Bolshoy Oleny Island (Большой Олений остров lit. 'Great Reindeer Island)') is an island in the Kola district of the Murmansk region of Russia. It is located in the Kola Bay of the Barents Sea, 2.5 km northeast of the city of Polyarny, and 35 km north of Murmansk.

There is an important archaeological site on the island. Settlers arrived to this area about 3,500 years ago, or earlier.

==Area status==
The island is a protected area, which is under the protection of the Murmansk biological station.

In 1910 a lighthouse was built on the island.

In 1950-2006, there was a town here that was called Mayak Bolshoi Oleny.

==Archaeology==
In 1925, the Olenostrovsky burial ground of the early metal era was discovered here, which was excavated in 1928 by A.V. Schmidt, and in 1947-1948 by N.N. Gurina.

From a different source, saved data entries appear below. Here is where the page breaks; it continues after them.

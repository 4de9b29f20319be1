//! Invoice field scanning module.

mod project;
mod quantity;
pub mod rules;
mod scanner;

pub use scanner::InvoiceScanner;
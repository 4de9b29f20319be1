//! PDF line source module.

mod extractor;

pub use extractor::PdfTextExtractor;

use crate::error::PdfError;

/// Result type for PDF operations.
pub type Result<T> = std::result::Result<T, PdfError>;

/// Trait for producing a document's text line sequence.
///
/// One call per document; pages are concatenated in page order with
/// line order preserved within a page. The sequence is finite and can
/// be produced again from the same loaded document.
pub trait TextSource {
    /// Load a PDF from bytes.
    fn load(&mut self, data: &[u8]) -> Result<()>;

    /// Get the number of pages in the PDF.
    fn page_count(&self) -> u32;

    /// Extract the flattened text of the entire document.
    fn extract_text(&self) -> Result<String>;

    /// Extract the ordered line sequence the scanner consumes.
    fn extract_lines(&self) -> Result<Vec<String>> {
        Ok(self.extract_text()?.lines().map(str::to_string).collect())
    }
}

Excavations uncovered 23 burials in shallow pits; among them were the burials in wooden boxes, as well as those using tarred leather wrappings. There are two instances of cremation. The inventory includes tools made of stone and bone, such as arrowheads, daggers, awls, needles, and fish hooks. A copper arrowhead, and a sculpture of the head of an elk were found. 5 fragments of "wafer" ceramics were also found.

==Dating==
Earlier it was thought that the Olenostrovsky site belonged to the middle of the I millennium BC. But new radiocarbon dates were obtained for two graves on the island. The new dates are centred around 1500–1400 BC. The organic preservation is very good.

==Recent exploration==
In 2001, four additional clusters of human bones and artefacts were discovered in the eastern part of the burial ground. Also, 59 fragments of Asbestos-ceramic were collected, showing broad analogies in the territory of Karelia and the Kola Peninsula (where this type of ceramics is usually dated to the second half of the 3rd millennium BC).

Asbestos-ceramics of the early 'Lovozero Ware' type were found on the Island.

Furthermore, a later type of the asbestos tempered ware was also found, known in the Russian archaeological literature as 'waffe' ware. In Norwegian and Finnish literature, similar impressions on pottery are usually called 'textile' or 'imitated textile'.

Particularly noteworthy is the discovery of fragments of a ladle for pouring molten metal.

The presence of different types of dishes has implications both regarding the duration of the operation of the cemetery, and its use by different cultural groups of the population.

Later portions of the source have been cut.